Activity: Examine the records and identify each line that includes the string "HantarError". Copy those lines.
[Dataset records Boundary: Start]
// SPDX-FileCopyrightText: 2026 Hantar Contributors
// SPDX-License-Identifier: MIT OR Apache-2.0

//! Gateway HTTP server built on axum.
//!
//! Sets up routes, middleware, and shared state for the gateway. Handlers
//! carry no business logic of their own; they validate input, call into
//! the session registry and blast pipeline, and translate to JSON.

use std::sync::Arc;
use std::time::Duration;

use axum::{
    Router,
    routing::{get, post},
};
use tokio_util::sync::CancellationToken;
use tower_http::cors::CorsLayer;
use tower_http::trace::TraceLayer;

use hantar_core::{HantarError, RecordStore};
use hantar_engine::{BlastPipeline, SessionRegistry};

use crate::handlers;

/// Shared state for axum request handlers.
#[derive(Clone)]
pub struct GatewayState {
    pub registry: Arc<SessionRegistry>,
    pub pipeline: Arc<BlastPipeline>,
    pub store: Arc<dyn RecordStore>,
    /// How long the connect endpoint waits for a pairing code.
    pub qr_wait: Duration,
    /// Cap on the blast history page.
    pub history_page_size: i64,
}

/// Gateway server configuration (mirrors GatewayConfig from hantar-config).
#[derive(Debug, Clone)]
pub struct ServerConfig {
    pub host: String,
    pub port: u16,
}

/// Build the gateway router. Separated from [`start_server`] so tests can
/// drive it without binding a socket.
pub fn build_router(state: GatewayState) -> Router {
    Router::new()
        .route("/health", get(handlers::get_health))
        .route("/connect", post(handlers::post_connect))
        .route("/qr/{tenant_id}", get(handlers::get_qr))
        .route("/status/{tenant_id}", get(handlers::get_status))
        .route("/disconnect", post(handlers::post_disconnect))
        .route("/contacts/{tenant_id}", get(handlers::get_contacts))
        .route("/send-blast", post(handlers::post_send_blast))
        .route("/blast-history/{tenant_id}", get(handlers::get_blast_history))
        .route("/blast-progress/{blast_id}", get(handlers::get_blast_progress))
        .layer(TraceLayer::new_for_http())
        .layer(CorsLayer::permissive())
        .with_state(state)
}

/// Start the gateway HTTP server.
///
/// Binds to the configured host:port and serves until `shutdown` is
/// cancelled, then finishes in-flight requests and returns.
pub async fn start_server(
    config: &ServerConfig,
    state: GatewayState,
    shutdown: CancellationToken,
) -> Result<(), HantarError> {
    let app = build_router(state);

    let addr = format!("{}:{}", config.host, config.port);
    let listener = tokio::net::TcpListener::bind(&addr)
        .await
        .map_err(|e| HantarError::Internal(format!("failed to bind gateway to {addr}: {e}")))?;

    tracing::info!("gateway listening on {addr}");

    axum::serve(listener, app)
        .with_graceful_shutdown(shutdown.cancelled_owned())
        .await
        .map_err(|e| HantarError::Internal(format!("gateway server error: {e}")))?;

    Ok(())
}

#[cfg(test)]
mod tests {
    use super::*;

    #[test]
    fn server_config_debug() {
        let config = ServerConfig {
            host: "127.0.0.1".to_string(),
            port: 3001,
        };
        let debug = format!("{config:?}");
        assert!(debug.contains("127.0.0.1"));
    }
}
[Dataset records Boundary: End]
Solved exercise:
use hantar_core::{HantarError, RecordStore};
) -> Result<(), HantarError> {
        .map_err(|e| HantarError::Internal(format!("failed to bind gateway to {addr}: {e}")))?;
        .map_err(|e| HantarError::Internal(format!("gateway server error: {e}")))?;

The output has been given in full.